Voilà déjà une bataille de gagnée. Un Ivoirien a intégré le décanat.
Je rendis compte, à mes amis, de ma rencontre avec le président Félix Houphouët-Boigny, ce 8 novembre 1971.
Mais le Président, voyant que nous étions des éléments dangereux, selon lui, pour son pouvoir, chercha à nous disperser.
C’est ainsi qu'il décida d'affecter à l'ambassade de Côte d'Ivoire aux États-Unis comme Secrétaire, Christophe Wondji, considéré comme l'idéologue du groupe. Je convoquai alors les amis pour les informer et recueillir leur avis. La plupart d'entre eux ont voulu baisser les bras pour accepter la décision du Président. Je m'y opposai. D'autre part, ayant reçu l'onction du père de Wondji, pour agir selon l'intérêt de son fils et de celui du syndicat, nous décidons que Christophe Wondji ne partirait pas pour les États-Unis. Il en fut ainsi. Il fut accom­pagné alors par notre ami, Séry Gnoléba chez le président, pour lui dire avec beaucoup de diplomatie que notre ami Christophe Wondji préférait rester enseignant à Abidjan. Le président Félix Houphouët-Boigny, qui avait le sens des rapports de forces, accepta le choix du professeur Wondji. Comme il a beaucoup d'humour, il dit à mon adresse : « Dites à Kotchy que s'il le désire, il peut partir ».

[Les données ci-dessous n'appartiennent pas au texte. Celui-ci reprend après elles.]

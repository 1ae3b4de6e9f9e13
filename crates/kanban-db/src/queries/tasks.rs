use chrono::Utc;
use kanban_core::id::timestamp_id;
use kanban_core::task::{CreateTask, Task, TaskQuery, UpdateTask};

use crate::{keys, Db, DbError};

impl Db {
    /// Every task of every project. A missing document reads as empty.
    pub fn list_all_tasks(&self) -> Result<Vec<Task>, DbError> {
        Ok(self.read_json::<Vec<Task>>(keys::TASKS)?.unwrap_or_default())
    }

    pub fn list_tasks(&self, project_id: &str) -> Result<Vec<Task>, DbError> {
        Ok(self
            .list_all_tasks()?
            .into_iter()
            .filter(|t| t.project_id == project_id)
            .collect())
    }

    pub fn get_task(&self, id: &str) -> Result<Task, DbError> {
        self.list_all_tasks()?
            .into_iter()
            .find(|t| t.id == id)
            .ok_or_else(|| DbError::NotFound(format!("task {id}")))
    }

    pub fn save_tasks(&self, tasks: &[Task]) -> Result<(), DbError> {
        self.write_json(keys::TASKS, tasks)
    }

    pub fn create_task(&self, input: &CreateTask) -> Result<Task, DbError> {
        let mut tasks = self.list_all_tasks()?;
        let id = timestamp_id("task", |id| tasks.iter().any(|t| t.id == id));
        let position = input.position.unwrap_or_else(|| {
            tasks
                .iter()
                .filter(|t| t.project_id == input.project_id && t.column_id == input.column_id)
                .map(|t| t.position)
                .max()
                .map_or(0, |max| max + 1)
        });
        let task = Task {
            id,
            column_id: input.column_id.clone(),
            project_id: input.project_id.clone(),
            title: input.title.clone(),
            description: input.description.clone(),
            priority: input.priority.clone(),
            task_type: input.task_type.clone(),
            comments_count: 0,
            attachments: input.attachments.clone(),
            position,
            created_at: Utc::now(),
        };
        tasks.push(task.clone());
        self.save_tasks(&tasks)?;
        Ok(task)
    }

    pub fn update_task(&self, id: &str, update: &UpdateTask) -> Result<Task, DbError> {
        let mut tasks = self.list_all_tasks()?;
        let task = tasks
            .iter_mut()
            .find(|t| t.id == id)
            .ok_or_else(|| DbError::NotFound(format!("task {id}")))?;
        task.apply(update);
        let updated = task.clone();
        self.save_tasks(&tasks)?;
        Ok(updated)
    }

    /// Deleting an unknown id is a no-op.
    pub fn delete_task(&self, id: &str) -> Result<(), DbError> {
        self.retain_tasks(|t| t.id != id)?;
        Ok(())
    }

    /// Tasks of `project_id` in `column_id`, optionally narrowed by a
    /// case-insensitive search and an exact priority. Type filtering is
    /// left to the caller.
    pub fn tasks_by_column(
        &self,
        project_id: &str,
        column_id: &str,
        search: Option<&str>,
        priority: Option<&str>,
    ) -> Result<Vec<Task>, DbError> {
        let query = TaskQuery {
            search: search.map(str::to_string),
            priority: priority.map(str::to_string),
            task_type: None,
        };
        Ok(self
            .list_tasks(project_id)?
            .into_iter()
            .filter(|t| t.column_id == column_id && query.matches(t))
            .collect())
    }

    /// Keep only tasks matching `keep`, rewriting the collection when
    /// anything was dropped. Returns how many were removed.
    pub(crate) fn retain_tasks<F>(&self, keep: F) -> Result<usize, DbError>
    where
        F: Fn(&Task) -> bool,
    {
        let mut tasks = self.list_all_tasks()?;
        let before = tasks.len();
        tasks.retain(|t| keep(t));
        let removed = before - tasks.len();
        if removed > 0 {
            self.save_tasks(&tasks)?;
        }
        Ok(removed)
    }
}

Cette affectation, selon nous, avait pour objectif fonda­mental, de disloquer notre groupe de cinq, ce, d'autant plus que le Professeur Christophe Wondji en était considéré comme le maître à penser selon le Pouvoir. Lui parti, le groupe serait alors affaibli idéologiquement et le démantèle­ment pouvait venir aisément à bout...

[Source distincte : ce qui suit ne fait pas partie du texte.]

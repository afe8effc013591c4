//! `SolverConfig` (`SPEC_FULL.md` §D): override surface for the module
//! consts in `crate::lib`, resolving `spec.md` §9's open question on
//! `CONSUME_BUFFER_TICKS` being "a pure heuristic; a quality implementation
//! may expose it as config." Grounded on the teacher's split between
//! `src/lib.rs` module consts (documented defaults) and per-run overrides
//! threaded through `Blueprint`/`Tree` constructors.

use crate::Ticks;

#[derive(Debug, Clone)]
pub struct SolverConfig {
    pub max_expanded_nodes: usize,
    pub max_queue_size: usize,
    pub consume_buffer_ticks: Ticks,
    pub max_segments: usize,
    pub max_prereq_depth: usize,
    pub max_ensure_exec_depth: usize,
    pub max_replans: usize,
    pub max_total_ticks: Ticks,
    /// When set, `solve()` returns a populated `SolveProfile` alongside the
    /// plan (`spec.md` §6: "collect_stats?").
    pub collect_stats: bool,
}

impl Default for SolverConfig {
    fn default() -> Self {
        Self {
            max_expanded_nodes: crate::DEFAULT_MAX_EXPANDED_NODES,
            max_queue_size: crate::DEFAULT_MAX_QUEUE_SIZE,
            consume_buffer_ticks: crate::CONSUME_BUFFER_TICKS,
            max_segments: crate::MAX_SEGMENTS,
            max_prereq_depth: crate::MAX_PREREQ_DEPTH,
            max_ensure_exec_depth: crate::MAX_ENSURE_EXEC_DEPTH,
            max_replans: 50,
            max_total_ticks: Ticks::MAX / 2,
            collect_stats: false,
        }
    }
}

Notre position fut ferme. Nous étions prêts à démissionner si Wondji quittait la Côte d'Ivoire. En outre, il fallait donc raffermir notre position et notre nationalisme. C'était la base de notre conflit avec le président Houphouët-Boigny.

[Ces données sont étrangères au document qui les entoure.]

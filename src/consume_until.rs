//! Consume-Until (`spec.md` §4.5): the goal-aware executor. Drives a wait
//! edge to completion against the real (stochastic) tick engine, handling
//! death/restart and producer-switching on input depletion. Grounded on
//! the teacher's `mccfr::solver::Solver::train` retry-on-recoverable-
//! condition loop, generalized from "regret update failed, retry" to
//! "action died/depleted, restart/reswitch."

use crate::config::SolverConfig;
use crate::error::ReplanBoundary;
use crate::traits::{Estimator, GameSim, GameState, Registries, ValueModel};
use crate::types::WaitFor;
use crate::Ticks;
use rand::RngCore;

#[derive(Debug, Clone)]
pub struct ConsumeResult<S> {
    pub state: S,
    pub ticks_elapsed: Ticks,
    pub death_count: u32,
    pub boundary: ReplanBoundary,
}

#[allow(clippy::too_many_arguments)]
pub fn consume_until<S, G, R, E, V>(
    state: &S,
    wait_for: &WaitFor,
    registries: &R,
    estimator: &E,
    sim: &G,
    value_model: &V,
    config: &SolverConfig,
    max_ticks: Ticks,
    rng: &mut dyn RngCore,
) -> ConsumeResult<S>
where
    S: GameState,
    G: GameSim<S>,
    R: Registries,
    E: Estimator<S>,
    V: ValueModel<S>,
{
    if wait_for.is_satisfied(state, value_model.effective_credits(state)) {
        return ConsumeResult {
            state: state.clone(),
            ticks_elapsed: 0,
            death_count: 0,
            boundary: ReplanBoundary::WaitConditionSatisfied,
        };
    }

    let original_action = state.active_action();
    let mut current = state.clone();
    let mut ticks_elapsed: Ticks = 0;
    let mut death_count = 0u32;

    loop {
        let progress_before = wait_for.progress(&current, value_model.effective_credits(&current));
        let remaining_budget = max_ticks.saturating_sub(ticks_elapsed);
        let (next_state, ticks, stop_reason) =
            sim.consume_ticks_until(&current, wait_for, remaining_budget, rng);
        current = next_state;
        ticks_elapsed = ticks_elapsed.saturating_add(ticks);

        if ticks_elapsed >= max_ticks
            && wait_for.progress(&current, value_model.effective_credits(&current)) <= progress_before
        {
            return ConsumeResult {
                state: current,
                ticks_elapsed,
                death_count,
                boundary: ReplanBoundary::NoProgressPossible {
                    reason: format!("hit maxTicks with no progress on {wait_for}"),
                },
            };
        }

        if wait_for.is_satisfied(&current, value_model.effective_credits(&current)) {
            return ConsumeResult {
                state: current,
                ticks_elapsed,
                death_count,
                boundary: ReplanBoundary::WaitConditionSatisfied,
            };
        }

        match stop_reason {
            crate::traits::sim::StopReason::Satisfied => {
                return ConsumeResult {
                    state: current,
                    ticks_elapsed,
                    death_count,
                    boundary: ReplanBoundary::WaitConditionSatisfied,
                };
            }
            crate::traits::sim::StopReason::Died => {
                death_count += 1;
                log::warn!("consume_until: death #{death_count} while waiting for {wait_for}");
                match original_action {
                    Some(action) => {
                        current = sim.start_action(&current, action);
                        continue;
                    }
                    None => {
                        return ConsumeResult { state: current, ticks_elapsed, death_count, boundary: ReplanBoundary::Death };
                    }
                }
            }
            crate::traits::sim::StopReason::InputsDepleted { action_id } => {
                let is_skill_xp_wait = matches!(wait_for, WaitFor::SkillXp { .. });
                let action_def = registries.action_by_id(action_id).filter(|a| a.is_consuming());
                if is_skill_xp_wait {
                    if let Some(action_def) = action_def {
                        match restock_input(&current, action_def, registries, estimator, sim, value_model, config, max_ticks.saturating_sub(ticks_elapsed), rng) {
                            Ok((restocked, restock_ticks)) => {
                                current = restocked;
                                ticks_elapsed = ticks_elapsed.saturating_add(restock_ticks);
                                current = sim.start_action(&current, action_id);
                                continue;
                            }
                            Err(boundary) => {
                                return ConsumeResult { state: current, ticks_elapsed, death_count, boundary };
                            }
                        }
                    }
                }
                return ConsumeResult {
                    state: current,
                    ticks_elapsed,
                    death_count,
                    boundary: ReplanBoundary::InputsDepleted { action_id, missing_item: None },
                };
            }
            crate::traits::sim::StopReason::TickBudgetExhausted => {
                return ConsumeResult {
                    state: current,
                    ticks_elapsed,
                    death_count,
                    boundary: ReplanBoundary::NoProgressPossible {
                        reason: format!("tick budget exhausted waiting for {wait_for}"),
                    },
                };
            }
        }
    }
}

/// Locate a producer for the depleted input, switch to it, and wait for a
/// buffer of `CONSUME_BUFFER_TICKS` worth of supply before handing control
/// back (`spec.md` §4.5 step 5, "Inputs depleted").
#[allow(clippy::too_many_arguments)]
fn restock_input<S, G, R, E, V>(
    state: &S,
    action_def: &crate::traits::registries::ActionDef,
    registries: &R,
    estimator: &E,
    sim: &G,
    value_model: &V,
    config: &SolverConfig,
    remaining_ticks: Ticks,
    rng: &mut dyn RngCore,
) -> Result<(S, Ticks), ReplanBoundary>
where
    S: GameState,
    G: GameSim<S>,
    R: Registries,
    E: Estimator<S>,
    V: ValueModel<S>,
{
    let missing = action_def
        .inputs
        .iter()
        .find(|(item, needed)| state.inventory_count(*item) < *needed)
        .or_else(|| action_def.inputs.first())
        .ok_or(ReplanBoundary::InputsDepleted { action_id: action_def.id, missing_item: None })?;
    let (item_id, needed_per_action) = *missing;

    let mut best_producer = None;
    let mut best_rate = 0.0f64;
    for producer in registries.producers_of(item_id) {
        if state.skill_level(producer.skill) < producer.unlock_level {
            continue;
        }
        let rate = *estimator
            .estimate_rates_for_action(state, producer.id)
            .item_flows_per_tick
            .get(&item_id)
            .unwrap_or(&0.0);
        if rate > best_rate {
            best_rate = rate;
            best_producer = Some(producer.id);
        }
    }

    let Some(producer_id) = best_producer else {
        return Err(ReplanBoundary::InputsDepleted { action_id: action_def.id, missing_item: Some(item_id) });
    };

    let switched = sim.start_action(state, producer_id);
    let ticks_per_unit = if needed_per_action > 0 {
        action_def.mean_duration_ticks as f64 / needed_per_action as f64
    } else {
        action_def.mean_duration_ticks as f64
    };
    let buffer_count = if ticks_per_unit > 0.0 {
        (config.consume_buffer_ticks as f64 / ticks_per_unit).ceil() as u64
    } else {
        needed_per_action
    };
    let target = state.inventory_count(item_id) + buffer_count.max(needed_per_action);

    let restock_wait = WaitFor::InventoryAtLeast { item_id, count: target };
    let result = consume_until(&switched, &restock_wait, registries, estimator, sim, value_model, config, remaining_ticks, rng);
    match result.boundary {
        ReplanBoundary::WaitConditionSatisfied => Ok((result.state, result.ticks_elapsed)),
        other => Err(other),
    }
}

Les Français savaient que dans l'enseignement je faisais autorité. Nanti du CAPES, j'ai enseigné en France pendant quatre ans. Il n'était donc pas possible d'admettre leur politique de domination. C'est dans ce contexte que je fus considéré comme l'élément dangereux qu'il fallait isoler. C'est pourquoi le Président se vit dans l'obligation de m'exiler. Et comme les élections de 1975 s'annonçaient, il fallait trouver un prétexte ou un moyen de m'éloigner. Mais le président Houphouët-Boigny, toujours harcelé par les Français, ne pouvait en aucun cas me renvoyer de l'Université comme le souhaitaient certains. Il savait la sympathie que les étudiants témoignaient à mon égard, puisque j'étais un professeur qui, non seulement maîtrisait sa discipline mais encore était très consciencieux et nationaliste. Je devenais, pour le président Houphouët-Boigny, « un os », pour reprendre l'expression du président de l'Assemblée nationale, Philippe Yacé, qui recevait une délégation d'enseignants à propos de la situation du professeur Barthélémy Kotchy, neveu d'Ernest Boka.
Alors, quelle est la solution qui s'imposait à Houphouët-Boigny ? J'ai dû subir un exil.
Mais pendant que j'étais en exil, les membres du Synares se sont réunis au début du mois d'octobre 1975, pour statuer sur mon sort. C'est alors qu'une cassure se produisit au sein du Synares. Le groupe de Jean-Noël Loucou s'opposa à celui de Charles Nokan et de Laurent Gbagbo. D'après le premier groupe, il fallait m'exclure de l'Université et devant cette position, le groupe de Nokan et Gbagbo s'est opposé.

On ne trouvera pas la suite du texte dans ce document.